## WHAT TO WORK ON
A verbatim repeat of the records beneath this line is needed.

Collected data entries
--------------------------------------------------

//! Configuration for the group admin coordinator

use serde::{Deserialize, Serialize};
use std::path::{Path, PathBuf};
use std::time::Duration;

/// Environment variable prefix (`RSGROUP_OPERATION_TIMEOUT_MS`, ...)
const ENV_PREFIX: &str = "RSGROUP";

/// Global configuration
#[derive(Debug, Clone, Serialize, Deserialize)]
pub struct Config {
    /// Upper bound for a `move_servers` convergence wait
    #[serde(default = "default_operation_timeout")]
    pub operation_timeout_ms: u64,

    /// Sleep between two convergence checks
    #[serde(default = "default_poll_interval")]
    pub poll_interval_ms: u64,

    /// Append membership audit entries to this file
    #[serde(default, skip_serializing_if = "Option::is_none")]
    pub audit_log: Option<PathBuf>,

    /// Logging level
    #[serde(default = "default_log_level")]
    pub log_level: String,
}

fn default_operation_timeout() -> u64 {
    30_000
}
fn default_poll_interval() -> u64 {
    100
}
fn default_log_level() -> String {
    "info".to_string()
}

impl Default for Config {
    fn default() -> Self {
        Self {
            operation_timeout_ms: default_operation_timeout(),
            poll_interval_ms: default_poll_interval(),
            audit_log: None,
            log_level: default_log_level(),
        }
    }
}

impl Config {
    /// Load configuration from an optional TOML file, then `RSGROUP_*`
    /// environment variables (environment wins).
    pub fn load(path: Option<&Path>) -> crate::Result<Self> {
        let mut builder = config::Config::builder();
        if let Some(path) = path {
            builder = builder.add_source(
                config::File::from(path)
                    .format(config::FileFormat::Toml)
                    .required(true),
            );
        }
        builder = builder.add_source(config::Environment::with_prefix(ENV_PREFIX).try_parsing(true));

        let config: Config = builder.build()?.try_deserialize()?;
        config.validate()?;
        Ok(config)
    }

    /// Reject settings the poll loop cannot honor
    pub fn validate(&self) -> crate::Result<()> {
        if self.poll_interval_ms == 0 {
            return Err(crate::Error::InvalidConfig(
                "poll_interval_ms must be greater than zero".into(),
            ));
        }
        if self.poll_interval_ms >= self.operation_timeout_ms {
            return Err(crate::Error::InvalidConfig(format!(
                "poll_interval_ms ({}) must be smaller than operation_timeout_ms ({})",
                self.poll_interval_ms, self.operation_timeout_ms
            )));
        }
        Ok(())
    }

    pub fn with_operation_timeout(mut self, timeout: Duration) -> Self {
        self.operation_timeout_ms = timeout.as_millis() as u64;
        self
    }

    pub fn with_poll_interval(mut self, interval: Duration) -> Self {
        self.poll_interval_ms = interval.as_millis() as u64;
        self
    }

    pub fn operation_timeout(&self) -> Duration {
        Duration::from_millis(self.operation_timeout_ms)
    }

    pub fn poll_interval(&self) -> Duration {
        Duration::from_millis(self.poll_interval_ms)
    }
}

--------------------------------------------------

## OUTPUT OF THE TASK
//! Configuration for the group admin coordinator

use serde::{Deserialize, Serialize};
use std::path::{Path, PathBuf};
use std::time::Duration;

/// Environment variable prefix (`RSGROUP_OPERATION_TIMEOUT_MS`, ...)
const ENV_PREFIX: &str = "RSGROUP";

/// Global configuration
#[derive(Debug, Clone, Serialize, Deserialize)]
pub struct Config {
    /// Upper bound for a `move_servers` convergence wait
    #[serde(default = "default_operation_timeout")]
    pub operation_timeout_ms: u64,

    /// Sleep between two convergence checks
    #[serde(default = "default_poll_interval")]
    pub poll_interval_ms: u64,

    /// Append membership audit entries to this file
    #[serde(default, skip_serializing_if = "Option::is_none")]
    pub audit_log: Option<PathBuf>,

    /// Logging level
    #[serde(default = "default_log_level")]
    pub log_level: String,
}

fn default_operation_timeout() -> u64 {
    30_000
}
fn default_poll_interval() -> u64 {
    100
}
fn default_log_level() -> String {
    "info".to_string()
}

impl Default for Config {
    fn default() -> Self {
        Self {
            operation_timeout_ms: default_operation_timeout(),
            poll_interval_ms: default_poll_interval(),
            audit_log: None,
            log_level: default_log_level(),
        }
    }
}

impl Config {
    /// Load configuration from an optional TOML file, then `RSGROUP_*`
    /// environment variables (environment wins).
    pub fn load(path: Option<&Path>) -> crate::Result<Self> {
        let mut builder = config::Config::builder();
        if let Some(path) = path {
            builder = builder.add_source(
                config::File::from(path)
                    .format(config::FileFormat::Toml)
                    .required(true),
            );
        }
        builder = builder.add_source(config::Environment::with_prefix(ENV_PREFIX).try_parsing(true));

        let config: Config = builder.build()?.try_deserialize()?;
        config.validate()?;
        Ok(config)
    }

    /// Reject settings the poll loop cannot honor
    pub fn validate(&self) -> crate::Result<()> {
        if self.poll_interval_ms == 0 {
            return Err(crate::Error::InvalidConfig(
                "poll_interval_ms must be greater than zero".into(),
            ));
        }
        if self.poll_interval_ms >= self.operation_timeout_ms {
            return Err(crate::Error::InvalidConfig(format!(
                "poll_interval_ms ({}) must be smaller than operation_timeout_ms ({})",
                self.poll_interval_ms, self.operation_timeout_ms
            )));
        }
        Ok(())
    }

    pub fn with_operation_timeout(mut self, timeout: Duration) -> Self {
        self.operation_timeout_ms = timeout.as_millis() as u64;
        self
    }

    pub fn with_poll_interval(mut self, interval: Duration) -> Self {
        self.poll_interval_ms = interval.as_millis() as u64;
        self
    }

    pub fn operation_timeout(&self) -> Duration {
        Duration::from_millis(self.operation_timeout_ms)
    }

    pub fn poll_interval(&self) -> Duration {
        Duration::from_millis(self.poll_interval_ms)
    }
}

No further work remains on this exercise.